───── Records to process

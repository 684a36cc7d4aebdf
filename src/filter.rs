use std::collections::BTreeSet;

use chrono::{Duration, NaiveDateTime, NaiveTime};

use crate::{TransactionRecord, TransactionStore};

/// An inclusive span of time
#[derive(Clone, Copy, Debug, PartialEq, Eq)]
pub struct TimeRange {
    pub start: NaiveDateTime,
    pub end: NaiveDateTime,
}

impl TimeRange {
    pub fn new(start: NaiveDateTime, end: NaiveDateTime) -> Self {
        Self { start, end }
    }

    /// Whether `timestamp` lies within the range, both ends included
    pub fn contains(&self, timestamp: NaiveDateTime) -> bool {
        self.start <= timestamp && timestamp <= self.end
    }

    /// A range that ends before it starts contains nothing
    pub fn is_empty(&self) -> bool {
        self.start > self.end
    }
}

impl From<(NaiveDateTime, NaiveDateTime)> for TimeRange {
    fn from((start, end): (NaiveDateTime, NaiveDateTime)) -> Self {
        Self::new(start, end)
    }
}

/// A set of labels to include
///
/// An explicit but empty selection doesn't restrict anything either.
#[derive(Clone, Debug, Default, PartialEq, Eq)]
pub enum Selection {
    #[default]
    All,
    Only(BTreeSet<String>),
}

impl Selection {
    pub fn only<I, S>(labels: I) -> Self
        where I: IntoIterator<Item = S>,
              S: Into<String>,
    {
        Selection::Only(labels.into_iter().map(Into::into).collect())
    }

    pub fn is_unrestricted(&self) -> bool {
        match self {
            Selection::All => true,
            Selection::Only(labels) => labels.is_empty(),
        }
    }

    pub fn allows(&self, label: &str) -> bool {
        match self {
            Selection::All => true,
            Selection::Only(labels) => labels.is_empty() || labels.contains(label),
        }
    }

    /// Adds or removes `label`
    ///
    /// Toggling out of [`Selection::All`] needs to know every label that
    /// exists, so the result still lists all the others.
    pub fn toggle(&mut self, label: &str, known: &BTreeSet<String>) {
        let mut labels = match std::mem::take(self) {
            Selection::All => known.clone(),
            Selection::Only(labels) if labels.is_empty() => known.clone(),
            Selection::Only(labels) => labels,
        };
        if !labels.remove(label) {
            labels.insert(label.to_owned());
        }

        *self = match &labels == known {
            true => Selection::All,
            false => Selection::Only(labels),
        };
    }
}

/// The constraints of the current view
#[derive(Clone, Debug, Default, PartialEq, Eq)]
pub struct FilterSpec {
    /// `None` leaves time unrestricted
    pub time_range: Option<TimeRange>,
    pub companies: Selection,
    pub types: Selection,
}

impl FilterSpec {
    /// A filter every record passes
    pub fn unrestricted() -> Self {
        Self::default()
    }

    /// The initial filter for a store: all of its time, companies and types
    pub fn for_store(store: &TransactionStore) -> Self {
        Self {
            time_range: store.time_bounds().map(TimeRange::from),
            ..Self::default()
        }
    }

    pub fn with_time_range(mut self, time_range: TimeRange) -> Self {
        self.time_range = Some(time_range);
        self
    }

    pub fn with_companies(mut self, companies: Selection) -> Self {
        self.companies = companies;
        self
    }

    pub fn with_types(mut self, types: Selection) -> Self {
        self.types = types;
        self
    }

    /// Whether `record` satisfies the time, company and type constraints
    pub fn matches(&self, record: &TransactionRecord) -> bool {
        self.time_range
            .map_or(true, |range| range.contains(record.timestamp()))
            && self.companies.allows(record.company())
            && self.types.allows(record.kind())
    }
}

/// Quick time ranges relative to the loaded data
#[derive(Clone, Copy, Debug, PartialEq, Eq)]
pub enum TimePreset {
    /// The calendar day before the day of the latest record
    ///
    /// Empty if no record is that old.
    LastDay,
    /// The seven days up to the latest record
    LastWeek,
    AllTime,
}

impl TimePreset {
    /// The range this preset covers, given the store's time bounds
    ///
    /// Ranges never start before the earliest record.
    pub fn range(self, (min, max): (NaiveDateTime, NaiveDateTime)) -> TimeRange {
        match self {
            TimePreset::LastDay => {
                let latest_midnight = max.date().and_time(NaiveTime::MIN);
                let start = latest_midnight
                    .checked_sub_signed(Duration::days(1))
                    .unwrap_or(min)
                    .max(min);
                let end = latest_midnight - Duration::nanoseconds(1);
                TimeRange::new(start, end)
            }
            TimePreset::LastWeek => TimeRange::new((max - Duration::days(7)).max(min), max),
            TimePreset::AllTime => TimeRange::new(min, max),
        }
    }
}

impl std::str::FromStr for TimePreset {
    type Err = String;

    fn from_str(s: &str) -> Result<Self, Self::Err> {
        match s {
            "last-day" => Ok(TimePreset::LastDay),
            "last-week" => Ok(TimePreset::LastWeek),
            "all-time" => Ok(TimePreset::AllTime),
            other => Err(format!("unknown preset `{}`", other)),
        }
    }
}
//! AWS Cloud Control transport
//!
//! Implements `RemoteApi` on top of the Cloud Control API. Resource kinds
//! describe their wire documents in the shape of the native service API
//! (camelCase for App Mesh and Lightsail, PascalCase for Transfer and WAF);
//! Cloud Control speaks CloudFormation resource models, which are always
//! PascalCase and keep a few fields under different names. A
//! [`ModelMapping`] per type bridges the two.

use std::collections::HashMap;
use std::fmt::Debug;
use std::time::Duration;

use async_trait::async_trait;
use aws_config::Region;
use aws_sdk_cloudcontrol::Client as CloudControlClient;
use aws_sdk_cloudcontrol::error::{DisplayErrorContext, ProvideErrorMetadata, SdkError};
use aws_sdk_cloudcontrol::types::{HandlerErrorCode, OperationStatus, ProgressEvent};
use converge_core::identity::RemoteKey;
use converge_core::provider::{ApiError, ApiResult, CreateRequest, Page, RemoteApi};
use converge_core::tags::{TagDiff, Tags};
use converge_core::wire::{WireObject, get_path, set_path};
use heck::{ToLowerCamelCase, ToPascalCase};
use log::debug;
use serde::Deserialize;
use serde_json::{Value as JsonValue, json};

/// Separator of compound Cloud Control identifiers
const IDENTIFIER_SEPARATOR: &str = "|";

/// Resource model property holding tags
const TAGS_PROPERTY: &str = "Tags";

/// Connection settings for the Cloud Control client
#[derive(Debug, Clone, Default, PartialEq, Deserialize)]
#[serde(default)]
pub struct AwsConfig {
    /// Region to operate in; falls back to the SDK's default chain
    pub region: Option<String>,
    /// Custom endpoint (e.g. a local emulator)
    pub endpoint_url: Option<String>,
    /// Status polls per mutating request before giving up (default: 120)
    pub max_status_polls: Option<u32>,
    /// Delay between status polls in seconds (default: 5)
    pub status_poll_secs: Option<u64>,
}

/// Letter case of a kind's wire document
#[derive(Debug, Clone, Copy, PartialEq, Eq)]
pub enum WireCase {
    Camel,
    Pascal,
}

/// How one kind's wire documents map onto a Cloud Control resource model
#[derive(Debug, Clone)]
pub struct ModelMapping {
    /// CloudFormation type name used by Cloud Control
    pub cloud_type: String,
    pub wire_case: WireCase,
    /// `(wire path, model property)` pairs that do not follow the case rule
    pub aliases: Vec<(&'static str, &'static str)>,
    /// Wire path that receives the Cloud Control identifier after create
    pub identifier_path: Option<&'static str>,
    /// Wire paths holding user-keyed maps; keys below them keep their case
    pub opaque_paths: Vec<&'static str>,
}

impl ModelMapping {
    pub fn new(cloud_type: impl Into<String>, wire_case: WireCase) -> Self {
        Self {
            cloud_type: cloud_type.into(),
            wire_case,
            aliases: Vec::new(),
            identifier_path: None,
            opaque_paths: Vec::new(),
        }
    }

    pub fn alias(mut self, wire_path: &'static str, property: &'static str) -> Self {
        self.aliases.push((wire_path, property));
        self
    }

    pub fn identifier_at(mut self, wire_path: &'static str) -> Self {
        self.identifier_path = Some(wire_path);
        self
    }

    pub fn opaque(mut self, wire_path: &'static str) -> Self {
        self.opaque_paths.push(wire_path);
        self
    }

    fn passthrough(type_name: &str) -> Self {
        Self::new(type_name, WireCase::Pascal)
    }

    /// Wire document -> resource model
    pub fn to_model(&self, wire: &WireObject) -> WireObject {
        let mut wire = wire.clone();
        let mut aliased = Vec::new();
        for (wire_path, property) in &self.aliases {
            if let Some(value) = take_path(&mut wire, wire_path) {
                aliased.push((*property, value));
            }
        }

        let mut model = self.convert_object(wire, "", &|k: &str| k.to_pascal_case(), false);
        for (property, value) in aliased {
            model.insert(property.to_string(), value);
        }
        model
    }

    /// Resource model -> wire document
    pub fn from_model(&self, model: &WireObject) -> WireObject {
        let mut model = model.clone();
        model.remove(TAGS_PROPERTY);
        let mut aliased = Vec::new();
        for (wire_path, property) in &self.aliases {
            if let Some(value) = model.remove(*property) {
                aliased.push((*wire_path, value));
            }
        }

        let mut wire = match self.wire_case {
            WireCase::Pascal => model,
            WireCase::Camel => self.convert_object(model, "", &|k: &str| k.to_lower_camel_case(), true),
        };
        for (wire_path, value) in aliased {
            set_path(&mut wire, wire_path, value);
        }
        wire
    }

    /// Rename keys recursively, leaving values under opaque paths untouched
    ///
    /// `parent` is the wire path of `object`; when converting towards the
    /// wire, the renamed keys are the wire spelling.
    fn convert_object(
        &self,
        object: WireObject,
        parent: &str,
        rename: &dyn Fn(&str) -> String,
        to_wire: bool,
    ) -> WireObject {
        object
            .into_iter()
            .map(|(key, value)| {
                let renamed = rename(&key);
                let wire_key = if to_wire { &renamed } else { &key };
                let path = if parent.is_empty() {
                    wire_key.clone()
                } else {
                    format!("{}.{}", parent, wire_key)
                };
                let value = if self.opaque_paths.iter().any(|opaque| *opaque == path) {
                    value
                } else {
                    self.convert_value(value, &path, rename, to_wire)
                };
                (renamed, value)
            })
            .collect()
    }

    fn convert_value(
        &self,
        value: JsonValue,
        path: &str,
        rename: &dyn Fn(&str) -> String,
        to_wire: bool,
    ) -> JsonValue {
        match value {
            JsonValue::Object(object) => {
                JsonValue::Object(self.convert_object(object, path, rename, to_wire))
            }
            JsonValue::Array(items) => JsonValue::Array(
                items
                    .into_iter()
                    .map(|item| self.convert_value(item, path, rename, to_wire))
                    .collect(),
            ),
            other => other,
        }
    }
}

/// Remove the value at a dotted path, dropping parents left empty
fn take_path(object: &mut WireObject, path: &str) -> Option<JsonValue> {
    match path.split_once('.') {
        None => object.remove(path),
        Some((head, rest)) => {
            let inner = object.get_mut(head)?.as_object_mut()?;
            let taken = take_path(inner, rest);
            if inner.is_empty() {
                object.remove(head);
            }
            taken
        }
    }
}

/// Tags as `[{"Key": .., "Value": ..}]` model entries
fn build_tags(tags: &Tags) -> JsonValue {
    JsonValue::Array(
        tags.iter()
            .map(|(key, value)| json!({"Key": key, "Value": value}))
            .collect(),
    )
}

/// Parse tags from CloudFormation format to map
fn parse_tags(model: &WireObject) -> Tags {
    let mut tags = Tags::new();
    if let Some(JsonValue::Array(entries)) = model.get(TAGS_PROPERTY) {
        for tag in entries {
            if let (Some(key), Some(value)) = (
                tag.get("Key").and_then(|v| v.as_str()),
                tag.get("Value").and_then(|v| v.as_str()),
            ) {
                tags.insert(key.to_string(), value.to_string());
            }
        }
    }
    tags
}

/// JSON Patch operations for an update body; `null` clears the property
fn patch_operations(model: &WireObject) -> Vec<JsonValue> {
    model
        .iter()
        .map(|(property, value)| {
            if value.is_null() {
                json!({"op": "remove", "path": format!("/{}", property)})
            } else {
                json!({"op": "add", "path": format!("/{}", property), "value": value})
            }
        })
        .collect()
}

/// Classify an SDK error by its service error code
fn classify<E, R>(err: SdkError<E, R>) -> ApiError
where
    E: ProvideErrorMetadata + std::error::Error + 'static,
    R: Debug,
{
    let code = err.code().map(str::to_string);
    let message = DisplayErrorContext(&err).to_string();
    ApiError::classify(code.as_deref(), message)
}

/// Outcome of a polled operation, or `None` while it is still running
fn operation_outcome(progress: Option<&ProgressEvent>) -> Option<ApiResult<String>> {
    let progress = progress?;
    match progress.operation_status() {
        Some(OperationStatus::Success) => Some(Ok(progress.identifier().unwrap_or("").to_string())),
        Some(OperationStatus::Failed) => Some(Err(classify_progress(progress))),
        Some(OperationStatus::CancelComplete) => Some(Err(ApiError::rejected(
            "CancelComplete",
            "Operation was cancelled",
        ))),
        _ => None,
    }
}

──────────

Take the records above and return, word for word, only the lines that fall from the line with "let mut wire = wire.clone();" to the line with "let mut wire = match", both of them included.

Your response =
        let mut wire = wire.clone();
        let mut aliased = Vec::new();
        for (wire_path, property) in &self.aliases {
            if let Some(value) = take_path(&mut wire, wire_path) {
                aliased.push((*property, value));
            }
        }

        let mut model = self.convert_object(wire, "", &|k: &str| k.to_pascal_case(), false);
        for (property, value) in aliased {
            model.insert(property.to_string(), value);
        }
        model
    }

    /// Resource model -> wire document
    pub fn from_model(&self, model: &WireObject) -> WireObject {
        let mut model = model.clone();
        model.remove(TAGS_PROPERTY);
        let mut aliased = Vec::new();
        for (wire_path, property) in &self.aliases {
            if let Some(value) = model.remove(*property) {
                aliased.push((*wire_path, value));
            }
        }

        let mut wire = match self.wire_case {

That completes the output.